In our attitudes to forests then we find the complex mix of factors that comprise our value systems fundamental ideas about the kind of world we want to live in, the balance we seek between technology and nature, intertwined with the ever-growing information that scientific investigations provide about the state of our environment, and the compelling motivation for changes in our attitudes it offers.

However science cannot help us in this mission to save planet Earth if we care little for the larger community of life and the suffering of our fellow human beings, or if we do not want to find an appropriate balance between technology and nature - but once we have decided what path we want to be on and where we want to go, science can tell us what we have to do to get there. Ultimately, this is why we need an Earth Charter - to chart the path we wish to follow. Having done this, science then becomes an invaluable travelling companion.

REFERENCES
Adams J.M. and Faure H. (1998). A new estimate of changing carbon storage on land since the last glacial maximum, based on global land ecosystem reconstruction. 'Global and Planetary Change' 16-17:3-24.

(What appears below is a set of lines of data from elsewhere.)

use std::fs;
use std::path::{Path, PathBuf};

use jatos_tools::api::{
    AnalysisOptions, ReadingTrial, TRIAL_ANALYSIS_JSON_SCHEMA_V1, TrialAnalysisJsonContractV1,
    analyze_file, reading_trials,
};
use jatos_tools::core::{Canvas, PointerSample};
use jatos_tools::data::parse_trial_file;
use jatos_tools::font::FixedAdvanceMeasurer;
use jatos_tools::render::heatmap_file_name;
use jatos_tools::{JatosError, analyze_trial, build_trials};
use serde_json::json;
use tempfile::TempDir;

fn write_trial_file(dir: &Path, name: &str, rows: serde_json::Value) -> PathBuf {
    let path = dir.join(name);
    fs::write(&path, serde_json::to_string(&rows).expect("serialize")).expect("write");
    path
}

fn study_rows() -> serde_json::Value {
    json!([
        {"trial_type": "instructions", "text_content": "Read carefully"},
        {
            "trial_type": "reading",
            "text_content": "the cat sat",
            "canvas_width": 200,
            "canvas_height": 100,
            "mouse_tracking_data": [
                {"x": 20.0, "y": 25.0, "timestamp": 0.0},
                {"x": 20.0, "y": 25.0, "timestamp": 500.0}
            ]
        },
        {
            "trial_type": "reading",
            "text_content": "hello",
            "canvas_width": 200.4,
            "canvas_height": 100,
            "mouse_tracking_data": null
        }
    ])
}

fn ten_px() -> FixedAdvanceMeasurer {
    FixedAdvanceMeasurer::new(10.0)
}

fn durations(analysis: &jatos_tools::TrialAnalysis) -> Vec<f64> {
    analysis
        .word_durations
        .iter()
        .map(|word| word.duration_ms)
        .collect()
}

#[test]
fn file_analysis_uses_each_trials_own_pointer_stream() {
    let dir = TempDir::new().expect("tempdir");
    let path = write_trial_file(dir.path(), "6138_2.txt", study_rows());

    let trials = analyze_file(&path, &ten_px(), AnalysisOptions::default()).expect("analyze");

    assert_eq!(trials.len(), 2);
    assert_eq!(trials[0].participant_id, "6138");
    assert_eq!(trials[0].trial_num, 0);
    assert_eq!(durations(&trials[0]), vec![500.0, 0.0, 0.0]);
    assert_eq!(trials[0].mouse_data.len(), 2);

    assert_eq!(trials[1].trial_num, 1);
    assert_eq!(trials[1].canvas_width, 200);
    assert!(trials[1].mouse_data.is_empty());
    assert_eq!(durations(&trials[1]), vec![0.0]);
}

#[test]
fn build_trials_concatenates_files_in_order() {
    let dir = TempDir::new().expect("tempdir");
    let first = write_trial_file(dir.path(), "6138_2.txt", study_rows());
    let second = write_trial_file(
        dir.path(),
        "7001_1.txt",
        json!([{
            "trial_type": "reading",
            "text_content": "dog",
            "canvas_width": 300,
            "canvas_height": 120
        }]),
    );

    let trials = build_trials(&[first, second], &ten_px(), AnalysisOptions::default())
        .expect("build");

    let keys: Vec<(&str, usize)> = trials
        .iter()
        .map(|trial| (trial.participant_id.as_str(), trial.trial_num))
        .collect();
    assert_eq!(keys, vec![("6138", 0), ("6138", 1), ("7001", 0)]);
}

#[test]
fn components_of_one_participant_keep_distinct_sources() {
    let dir = TempDir::new().expect("tempdir");
    let first = write_trial_file(dir.path(), "6138_1.txt", study_rows());
    let second = write_trial_file(dir.path(), "6138_2.txt", study_rows());

    let trials = build_trials(&[first, second], &ten_px(), AnalysisOptions::default())
        .expect("build");

    let sources: Vec<&str> = trials.iter().map(|trial| trial.source.as_str()).collect();
    assert_eq!(sources, vec!["6138_1", "6138_1", "6138_2", "6138_2"]);
    assert!(trials.iter().all(|trial| trial.participant_id == "6138"));

    let mut names: Vec<String> = trials.iter().map(heatmap_file_name).collect();
    assert_eq!(names[0], "6138_1_trial0.png");
    assert_eq!(names[2], "6138_2_trial0.png");
    names.sort();
    names.dedup();
    assert_eq!(names.len(), trials.len());
}

#[test]
fn build_trials_stops_on_first_failing_file() {
    let dir = TempDir::new().expect("tempdir");
    let good = write_trial_file(dir.path(), "6138_2.txt", study_rows());
    let missing = dir.path().join("absent.txt");

    let err = build_trials(&[good, missing], &ten_px(), AnalysisOptions::default())
        .expect_err("missing file");
    assert!(matches!(err, JatosError::Io { .. }));
}

#[test]
fn reading_trial_without_canvas_width_is_invalid() {
    let dir = TempDir::new().expect("tempdir");
    let path = write_trial_file(
        dir.path(),
        "1_1.txt",
        json!([{"trial_type": "reading", "text_content": "x", "canvas_height": 50}]),
    );
    let (_, table) = parse_trial_file(&path).expect("parse");

    let err = reading_trials(&table).expect_err("missing width");
    assert!(matches!(err, JatosError::InvalidData(_)));
}

#[test]
fn malformed_pointer_stream_is_invalid() {
    let dir = TempDir::new().expect("tempdir");
    let path = write_trial_file(
        dir.path(),
        "1_1.txt",
        json!([{
            "trial_type": "reading",
            "text_content": "x",
            "canvas_width": 100,
            "canvas_height": 50,
            "mouse_tracking_data": [{"x": 1.0}]
        }]),
    );

    let err = analyze_file(&path, &ten_px(), AnalysisOptions::default()).expect_err("bad stream");
    assert!(matches!(err, JatosError::InvalidData(_)));
}

#[test]
fn empty_pointer_cell_counts_as_no_samples() {
    let dir = TempDir::new().expect("tempdir");
    let path = write_trial_file(
        dir.path(),
        "1_1.txt",
        json!([{
            "trial_type": "reading",
            "text_content": "x",
            "canvas_width": 100,
            "canvas_height": 50,
            "mouse_tracking_data": ""
        }]),
    );

    let trials = analyze_file(&path, &ten_px(), AnalysisOptions::default()).expect("analyze");

    assert_eq!(trials.len(), 1);
    assert!(trials[0].mouse_data.is_empty());
    assert_eq!(durations(&trials[0]), vec![0.0]);
}

#[test]
fn empty_text_and_zero_width_are_rejected() {
    let empty_text = ReadingTrial {
        trial_num: 0,
        text_content: String::new(),
        canvas: Canvas::new(200, 100),
        mouse_data: Vec::new(),
    };
    let err = analyze_trial("1", empty_text, &ten_px(), AnalysisOptions::default())
        .expect_err("empty text");
    assert!(matches!(err, JatosError::InvalidArgument(_)));

    let zero_width = ReadingTrial {
        trial_num: 3,
        text_content: "word".to_owned(),
        canvas: Canvas::new(0, 100),
        mouse_data: vec![PointerSample::new(0.0, 0.0, 0.0)],
    };
    let err = analyze_trial("1", zero_width, &ten_px(), AnalysisOptions::default())
        .expect_err("zero width");
    assert!(matches!(err, JatosError::InvalidArgument(_)));
}

#[test]
fn contract_round_trips_and_accepts_bare_arrays() {
    let dir = TempDir::new().expect("tempdir");
    let path = write_trial_file(dir.path(), "6138_2.txt", study_rows());
    let trials = analyze_file(&path, &ten_px(), AnalysisOptions::default()).expect("analyze");

    let contract = TrialAnalysisJsonContractV1::new(trials.clone());
    let json = contract.to_json_pretty().expect("serialize");
    let value: serde_json::Value = serde_json::from_str(&json).expect("json");
    assert_eq!(value["schema_version"], TRIAL_ANALYSIS_JSON_SCHEMA_V1);
    assert_eq!(value["trials"][0]["word_durations"][0]["word_number"], 0);
    assert_eq!(value["trials"][0]["source"], "6138_2");

    let parsed = TrialAnalysisJsonContractV1::from_json_compat_str(&json).expect("parse");
    assert_eq!(parsed, contract);

    let bare = serde_json::to_string(&trials).expect("bare array");
    let parsed = TrialAnalysisJsonContractV1::from_json_compat_str(&bare).expect("parse bare");
    assert_eq!(parsed.trials, trials);
}

#[test]
fn contract_rejects_unknown_schema_version() {
    let payload = json!({"schema_version": 2, "trials": []}).to_string();
    let err = TrialAnalysisJsonContractV1::from_json_compat_str(&payload).expect_err("v2");
    assert!(matches!(err, JatosError::InvalidData(_)));
}
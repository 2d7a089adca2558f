use crate::core::Canvas;
use crate::error::JatosResult;
use crate::render::{RenderFrame, Renderer};

/// Renderer that draws nothing; used by tests and builds without a backend.
///
/// Every frame is still validated, and the counts of the last one are kept.
#[derive(Debug, Default)]
pub struct NullRenderer {
    pub frames_rendered: usize,
    pub last_canvas: Option<Canvas>,
    pub last_line_count: usize,
    pub last_rect_count: usize,
    pub last_text_count: usize,
}

impl Renderer for NullRenderer {
    fn render(&mut self, frame: &RenderFrame) -> JatosResult<()> {
        frame.validate()?;
        self.frames_rendered += 1;
        self.last_canvas = Some(frame.canvas);
        self.last_line_count = frame.lines.len();
        self.last_rect_count = frame.rects.len();
        self.last_text_count = frame.texts.len();
        Ok(())
    }
}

Mackey B.G. (1998). Science, technology and the Earth Charter. In. Biotic regulation of the environment - an international seminar at Petrozadosk State University, Russia, October 1998'. Edited by V.G. Gorshkov, A.M. Makarieva and T.G. Kharkina. ISBN 5-86763-124-9. pp.393- 413.

Gorshkov V.G. (1995). 'Physical and biological bases to life stability'. Springer-Verlag.

Hoyt V. and Schatten K.H. (1997). 'The role of the sun in climate change'. Oxford University Press.

IGBP (1997). 'IGBP Report Series'. Royal Swedish Academy of Sciences.

Sedjo R.A. (1993). The carbon cycle and the global forest ecosytem. 'Water, Air and Soil Pollution' 70:295-307.